2020/21 has felt the impacts of coronavirus right from the beginning. We’re not yet at the end of the year, though, and that means we don’t yet have full data. The figures we do have, however, are shocking.
|Leave||Disputes||Acts of nature||Medical absences||Pandemic||TOTAL|
|2020/21 YTD TOTAL||2,438||0||40||3,619||235,030||241,127|
It can be hard to wrap your head around numbers like those above, so let’s break things down a little. Firstly, even with six months of the year to go, 2020/21 has the most cancellations on record. It’s no surprise why, with 97% of these driving tests cancelled because of COVID-19.
The waves of cancellations carried out by the DVSA are clearly visible in the table. Most cancellation emails for tests up to May 2020 were sent out in April. It’s for this reason that April has more than 140,000 cancellations, while May has just a handful. The same applies to the disparity between June and July.
Of course, from July onwards, tests started to slowly reopen to the general public. This is why we start seeing a slight return to normality in August and September. The caveat, though, is that there were still over 1,000 COVID-related cancellations each month.
Finally, there’s one big factor hanging over the 2020/21 stats: the year isn’t over yet. These figures don’t show the impact of the subsequent lockdowns in November 2020 and in early 2021. We can therefore expect more grim numbers in releases to come.
Which test centres saw the most driving tests cancelled because of COVID-19?
Normally, waves of cancelled driving tests impact one part of the country more than the others. Severe winter weather, for example, is more likely to hit those living further north or on higher ground. COVID-19, however, has affected virtually all parts of the UK equally.
Despite this, we can work out which test centres have seen the most cancellations. In the table below, we’ve compiled the ten locations with the most pandemic-related cancellations between March and September 2020.

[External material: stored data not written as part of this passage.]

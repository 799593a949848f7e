//! Entity storage: typed entities with a free-form property bag.
//!
//! `properties` may carry `page_path` (the markdown identity link) and
//! `last_sync_at` (the last-sync marker). `page_path` is unique among
//! live entities, enforced by a partial index in the schema.

use chrono::{DateTime, Utc};
use serde::{Deserialize, Serialize};
use serde_json::Value;
use sqlx::SqlitePool;
use uuid::Uuid;

use crate::db::DbPool;
use crate::error::{DbError, DbResult};

/// A typed entity with a free-form JSON property bag.
#[derive(Debug, Clone, Serialize, Deserialize)]
pub struct Entity {
    pub entity_id: Uuid,
    pub name: String,
    #[serde(rename = "type")]
    pub entity_type: String,
    pub description: Option<String>,
    pub properties: Value,
    pub created_at: DateTime<Utc>,
    pub updated_at: DateTime<Utc>,
    pub deleted_at: Option<DateTime<Utc>>,
}

impl Entity {
    /// The markdown file this entity is backed by, when present.
    pub fn page_path(&self) -> Option<&str> {
        self.properties.get("page_path").and_then(Value::as_str)
    }

    /// The last-sync marker, when present and well-formed.
    pub fn last_sync_at(&self) -> Option<DateTime<Utc>> {
        self.properties
            .get("last_sync_at")
            .and_then(Value::as_str)
            .and_then(|raw| DateTime::parse_from_rfc3339(raw).ok())
            .map(|dt| dt.with_timezone(&Utc))
    }

    pub fn is_deleted(&self) -> bool {
        self.deleted_at.is_some()
    }
}

/// Input for creating an entity. An explicit `entity_id` is honored
/// (the sync path keeps file-side ids); otherwise one is assigned.
#[derive(Debug, Clone, Default)]
pub struct NewEntity {
    pub entity_id: Option<Uuid>,
    pub name: String,
    pub entity_type: String,
    pub description: Option<String>,
    pub properties: Option<Value>,
}

/// Input for updating an entity. `None` fields are left untouched.
#[derive(Debug, Clone, Default)]
pub struct UpdateEntity {
    pub name: Option<String>,
    pub entity_type: Option<String>,
    pub description: Option<String>,
    pub properties: Option<Value>,
}

/// Repository for entity rows.
#[derive(Debug, Clone)]
pub struct EntityRepository {
    pool: SqlitePool,
}

type EntityRow = (
    String,
    String,
    String,
    Option<String>,
    String,
    String,
    String,
    Option<String>,
);

const ENTITY_COLUMNS: &str =
    "entity_id, name, entity_type, description, properties, created_at, updated_at, deleted_at";

impl EntityRepository {
    pub fn new(db: &DbPool) -> Self {
        Self {
            pool: db.pool().clone(),
        }
    }

    /// Create a new entity.
    pub async fn create(&self, input: NewEntity) -> DbResult<Entity> {
        let entity_id = input.entity_id.unwrap_or_else(Uuid::new_v4);
        let now = Utc::now();
        let properties = input.properties.unwrap_or_else(|| Value::Object(Default::default()));

        sqlx::query(
            r#"INSERT INTO entities (entity_id, name, entity_type, description, properties, created_at, updated_at)
               VALUES (?, ?, ?, ?, ?, ?, ?)"#,
        )
        .bind(entity_id.to_string())
        .bind(&input.name)
        .bind(&input.entity_type)
        .bind(&input.description)
        .bind(serde_json::to_string(&properties)?)
        .bind(now.to_rfc3339())
        .bind(now.to_rfc3339())
        .execute(&self.pool)
        .await?;

        Ok(Entity {
            entity_id,
            name: input.name,
            entity_type: input.entity_type,
            description: input.description,
            properties,
            created_at: now,
            updated_at: now,
            deleted_at: None,
        })
    }

    /// Fetch an entity regardless of deletion state.
    pub async fn get(&self, entity_id: Uuid) -> DbResult<Option<Entity>> {
        let row: Option<EntityRow> = sqlx::query_as(&format!(
            "SELECT {ENTITY_COLUMNS} FROM entities WHERE entity_id = ? LIMIT 1"
        ))
        .bind(entity_id.to_string())
        .fetch_optional(&self.pool)
        .await?;

        row.map(decode_entity).transpose()
    }

    /// Fetch a live (non-deleted) entity, or `EntityNotFound`.
    pub async fn get_live(&self, entity_id: Uuid) -> DbResult<Entity> {
        match self.get(entity_id).await? {
            Some(entity) if !entity.is_deleted() => Ok(entity),
            _ => Err(DbError::EntityNotFound(entity_id.to_string())),
        }
    }

    /// Find the live entity backed by the given page path.
    pub async fn get_by_page_path(&self, page_path: &str) -> DbResult<Option<Entity>> {
        let row: Option<EntityRow> = sqlx::query_as(&format!(
            r#"SELECT {ENTITY_COLUMNS} FROM entities
               WHERE json_extract(properties, '$.page_path') = ? AND deleted_at IS NULL
               LIMIT 1"#
        ))
        .bind(page_path)
        .fetch_optional(&self.pool)
        .await?;

        row.map(decode_entity).transpose()
    }

    /// Find a soft-deleted entity that used to own the given page path.
    pub async fn get_tombstone_by_page_path(&self, page_path: &str) -> DbResult<Option<Entity>> {
        let row: Option<EntityRow> = sqlx::query_as(&format!(
            r#"SELECT {ENTITY_COLUMNS} FROM entities
               WHERE json_extract(properties, '$.page_path') = ? AND deleted_at IS NOT NULL
               ORDER BY deleted_at DESC
               LIMIT 1"#
        ))
        .bind(page_path)
        .fetch_optional(&self.pool)
        .await?;

        row.map(decode_entity).transpose()
    }

    /// Find the first live entity with the given name and type.
    pub async fn get_by_name_and_type(&self, name: &str, entity_type: &str) -> DbResult<Option<Entity>> {
        let row: Option<EntityRow> = sqlx::query_as(&format!(
            r#"SELECT {ENTITY_COLUMNS} FROM entities
               WHERE name = ? AND entity_type = ? AND deleted_at IS NULL
               ORDER BY created_at ASC
               LIMIT 1"#
        ))
        .bind(name)
        .bind(entity_type)
        .fetch_optional(&self.pool)
        .await?;

        row.map(decode_entity).transpose()
    }

    /// Find the first live entity with the given name, any type.
    pub async fn get_by_name(&self, name: &str) -> DbResult<Option<Entity>> {
        let row: Option<EntityRow> = sqlx::query_as(&format!(
            r#"SELECT {ENTITY_COLUMNS} FROM entities
               WHERE name = ? AND deleted_at IS NULL
               ORDER BY created_at ASC
               LIMIT 1"#
        ))
        .bind(name)
        .fetch_optional(&self.pool)
        .await?;

        row.map(decode_entity).transpose()
    }

    /// List live entities whose type is in the given set.
    pub async fn list_by_types(&self, types: &[String]) -> DbResult<Vec<Entity>> {
        if types.is_empty() {
            return Ok(Vec::new());
        }

        let placeholders = types.iter().map(|_| "?").collect::<Vec<_>>().join(", ");
        let sql = format!(
            "SELECT {ENTITY_COLUMNS} FROM entities WHERE entity_type IN ({placeholders}) AND deleted_at IS NULL ORDER BY name ASC"
        );

        let mut query = sqlx::query_as::<_, EntityRow>(&sql);
        for entity_type in types {
            query = query.bind(entity_type);
        }

        query
            .fetch_all(&self.pool)
            .await?
            .into_iter()
            .map(decode_entity)
            .collect()
    }

    /// Update an entity. Bumps `updated_at`.
    pub async fn update(&self, entity_id: Uuid, input: UpdateEntity) -> DbResult<Entity> {
        let mut entity = self.get_live(entity_id).await?;

        if let Some(name) = input.name {
            entity.name = name;
        }
        if let Some(entity_type) = input.entity_type {
            entity.entity_type = entity_type;
        }
        if let Some(description) = input.description {
            entity.description = Some(description);
        }
        if let Some(properties) = input.properties {
            entity.properties = properties;
        }
        entity.updated_at = Utc::now();

        sqlx::query(
            r#"UPDATE entities
               SET name = ?, entity_type = ?, description = ?, properties = ?, updated_at = ?
               WHERE entity_id = ?"#,
        )
        .bind(&entity.name)
        .bind(&entity.entity_type)
        .bind(&entity.description)
        .bind(serde_json::to_string(&entity.properties)?)
        .bind(entity.updated_at.to_rfc3339())
        .bind(entity_id.to_string())
        .execute(&self.pool)
        .await?;

        Ok(entity)
    }

    /// Record a successful sync write without bumping `updated_at`.
    ///
    /// The marker and the page path land in the property bag in one
    /// statement so the pair commits together.
    pub async fn set_sync_marker(
        &self,
        entity_id: Uuid,
        page_path: &str,
        at: DateTime<Utc>,
    ) -> DbResult<()> {
        let result = sqlx::query(
            r#"UPDATE entities
               SET properties = json_set(properties, '$.page_path', ?, '$.last_sync_at', ?)
               WHERE entity_id = ? AND deleted_at IS NULL"#,
        )
        .bind(page_path)
        .bind(at.to_rfc3339())
        .bind(entity_id.to_string())
        .execute(&self.pool)
        .await?;

        if result.rows_affected() == 0 {
            return Err(DbError::EntityNotFound(entity_id.to_string()));
        }
        Ok(())
    }

    /// Soft-delete an entity.
    pub async fn soft_delete(&self, entity_id: Uuid) -> DbResult<()> {
        let result = sqlx::query(
            "UPDATE entities SET deleted_at = ? WHERE entity_id = ? AND deleted_at IS NULL",
        )
        .bind(Utc::now().to_rfc3339())
        .bind(entity_id.to_string())
        .execute(&self.pool)
        .await?;

        if result.rows_affected() == 0 {
            return Err(DbError::EntityNotFound(entity_id.to_string()));
        }
        Ok(())
    }
}

fn decode_entity(row: EntityRow) -> DbResult<Entity> {
    let (entity_id, name, entity_type, description, properties, created_at, updated_at, deleted_at) =
        row;

    Ok(Entity {
        entity_id: entity_id
            .parse()
            .map_err(|_| DbError::EntityNotFound(entity_id))?,
        name,
        entity_type,
        description,
        properties: serde_json::from_str(&properties)?,
        created_at: parse_rfc3339(&created_at),
        updated_at: parse_rfc3339(&updated_at),
        deleted_at: deleted_at.as_deref().map(parse_rfc3339),
    })
}

fn parse_rfc3339(raw: &str) -> DateTime<Utc> {
    DateTime::parse_from_rfc3339(raw)
        .map(|dt| dt.with_timezone(&Utc))
        .unwrap_or_else(|_| Utc::now())
}

#[cfg(test)]
mod tests {
    use super::*;
    use serde_json::json;

    async fn repo() -> EntityRepository {
        let db = DbPool::open_in_memory().await.expect("open db");
        EntityRepository::new(&db)
    }

    #[tokio::test]
    async fn create_get_update_roundtrip() {
        let repo = repo().await;
        let created = repo
            .create(NewEntity {
                name: "Raft".to_string(),
                entity_type: "concept".to_string(),
                description: Some("consensus algorithm".to_string()),
                properties: Some(json!({"page_path": "pages/raft.md"})),
                ..Default::default()
            })
            .await
            .expect("create");

        let fetched = repo.get_live(created.entity_id).await.expect("get");
        assert_eq!(fetched.name, "Raft");
        assert_eq!(fetched.page_path(), Some("pages/raft.md"));

        let updated = repo
            .update(
                created.entity_id,
                UpdateEntity {
                    name: Some("Raft consensus".to_string()),
                    ..Default::default()
                },
            )
            .await
            .expect("update");
        assert_eq!(updated.name, "Raft consensus");
        assert!(updated.updated_at >= created.updated_at);
    }

    #[tokio::test]
    async fn page_path_unique_among_live_entities() {
        let repo = repo().await;
        let first = repo
            .create(NewEntity {
                name: "a".to_string(),
                entity_type: "note".to_string(),
                properties: Some(json!({"page_path": "pages/a.md"})),
                ..Default::default()
            })
            .await
            .expect("create first");

        let duplicate = repo
            .create(NewEntity {
                name: "b".to_string(),
                entity_type: "note".to_string(),
                properties: Some(json!({"page_path": "pages/a.md"})),
                ..Default::default()
            })
            .await;
        assert!(duplicate.is_err());

        // After soft-deleting the holder, the path is free again
        repo.soft_delete(first.entity_id).await.expect("delete");
        repo.create(NewEntity {
            name: "c".to_string(),
            entity_type: "note".to_string(),
            properties: Some(json!({"page_path": "pages/a.md"})),
            ..Default::default()
        })
        .await
        .expect("create after tombstone");

        let tombstone = repo
            .get_tombstone_by_page_path("pages/a.md")
            .await
            .expect("query tombstone");
        assert_eq!(tombstone.map(|e| e.entity_id), Some(first.entity_id));
    }

    #[tokio::test]
    async fn sync_marker_does_not_bump_updated_at() {
        let repo = repo().await;
        let created = repo
            .create(NewEntity {
                name: "n".to_string(),
                entity_type: "note".to_string(),
                ..Default::default()
            })
            .await
            .expect("create");

        let marker = Utc::now();
        repo.set_sync_marker(created.entity_id, "pages/n.md", marker)
            .await
            .expect("marker");

        let fetched = repo.get_live(created.entity_id).await.expect("get");
        assert_eq!(fetched.page_path(), Some("pages/n.md"));
        assert_eq!(
            fetched.last_sync_at().map(|t| t.timestamp()),
            Some(marker.timestamp())
        );
        assert_eq!(fetched.updated_at.to_rfc3339(), created.updated_at.to_rfc3339());
    }
}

|West Didsbury (Manchester)||3,363|
|Norris Green (Liverpool)||2,904|
|Isleworth (Fleming Way)||2,841|
|Cambridge (Brookmount Court)||2,800|
These statistics only tell part of the story, though. You’ll notice that all of the listed centres are in larger cities or towns. These places routinely see huge numbers of tests every year, so they’re naturally going to suffer more cancellations in numerical terms.
Perhaps a more interesting way of looking at it is to see which centres saw the most cancellations relative to a normal year. To try and work this out, we looked at the most recent COVID-free year: 2018/19. We then compared the total cancellations in a full year to the pandemic-related cancellations in just seven months.

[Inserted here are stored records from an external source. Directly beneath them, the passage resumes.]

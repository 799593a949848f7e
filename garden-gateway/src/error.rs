//! HTTP error mapping for the core error taxonomy.

use axum::Json;
use axum::http::StatusCode;
use axum::response::{IntoResponse, Response};
use garden_search::SearchError;
use garden_sync::SyncError;
use serde::Serialize;

#[derive(Debug)]
pub enum ApiError {
    Validation(String),
    NotFound(String),
    Conflict(String),
    UpstreamUnavailable(String),
    Internal(String),
}

#[derive(Debug, Serialize)]
struct ErrorBody {
    error: String,
    #[serde(skip_serializing_if = "Option::is_none")]
    message: Option<String>,
}

impl IntoResponse for ApiError {
    fn into_response(self) -> Response {
        let (status, error, message) = match self {
            Self::Validation(msg) => (StatusCode::BAD_REQUEST, "validation", Some(msg)),
            Self::NotFound(msg) => (StatusCode::NOT_FOUND, "not_found", Some(msg)),
            Self::Conflict(msg) => (StatusCode::CONFLICT, "conflict", Some(msg)),
            Self::UpstreamUnavailable(msg) => {
                (StatusCode::BAD_GATEWAY, "upstream_unavailable", Some(msg))
            }
            // Internal details stay in the logs, not the response.
            Self::Internal(msg) => {
                tracing::error!(error = %msg, "internal error");
                (StatusCode::INTERNAL_SERVER_ERROR, "internal", None)
            }
        };
        (
            status,
            Json(ErrorBody {
                error: error.to_string(),
                message,
            }),
        )
            .into_response()
    }
}

impl From<SearchError> for ApiError {
    fn from(err: SearchError) -> Self {
        match err {
            SearchError::EmptyQuery | SearchError::Invalid(_) => Self::Validation(err.to_string()),
            SearchError::Embedding(_) | SearchError::Llm(_) | SearchError::Http(_) => {
                Self::UpstreamUnavailable(err.to_string())
            }
            SearchError::Db(_) | SearchError::Cancelled => Self::Internal(err.to_string()),
        }
    }
}

impl From<SyncError> for ApiError {
    fn from(err: SyncError) -> Self {
        match err {
            SyncError::SyncInProgress => Self::Conflict(err.to_string()),
            SyncError::EntityNotFound(_) | SyncError::PageNotFound(_) => {
                Self::NotFound(err.to_string())
            }
            SyncError::MissingPagePath(_) => Self::Validation(err.to_string()),
            SyncError::Git(_) => Self::UpstreamUnavailable(err.to_string()),
            SyncError::Db(_) | SyncError::Io(_) | SyncError::Cancelled => {
                Self::Internal(err.to_string())
            }
        }
    }
}

impl From<garden_db::DbError> for ApiError {
    fn from(err: garden_db::DbError) -> Self {
        Self::Internal(err.to_string())
    }
}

Our calculations showed that several test centres went from a single cancellation in 2018/19 to hundreds in the coronavirus era. Worst hit of all was Yeading, a London test centre which went from 1 cancellation to 938.
Back to normal?
With thousands of learners facing cancelled tests throughout yet another national lockdown, the figures we listed above are set to grow dramatically in the future. The lockdown that began in January 2021, for example, has had a huge impact on driving courses. The good thing, though, is that this won’t be the case forever.
Though we’re still facing restrictions for a good while to come, including on where we can legally drive, the rollout of the vaccine points towards a world where we can get back to normality. That means (fingers crossed!) an end to coronavirus-related cancellations, and a return to driving dreams coming true.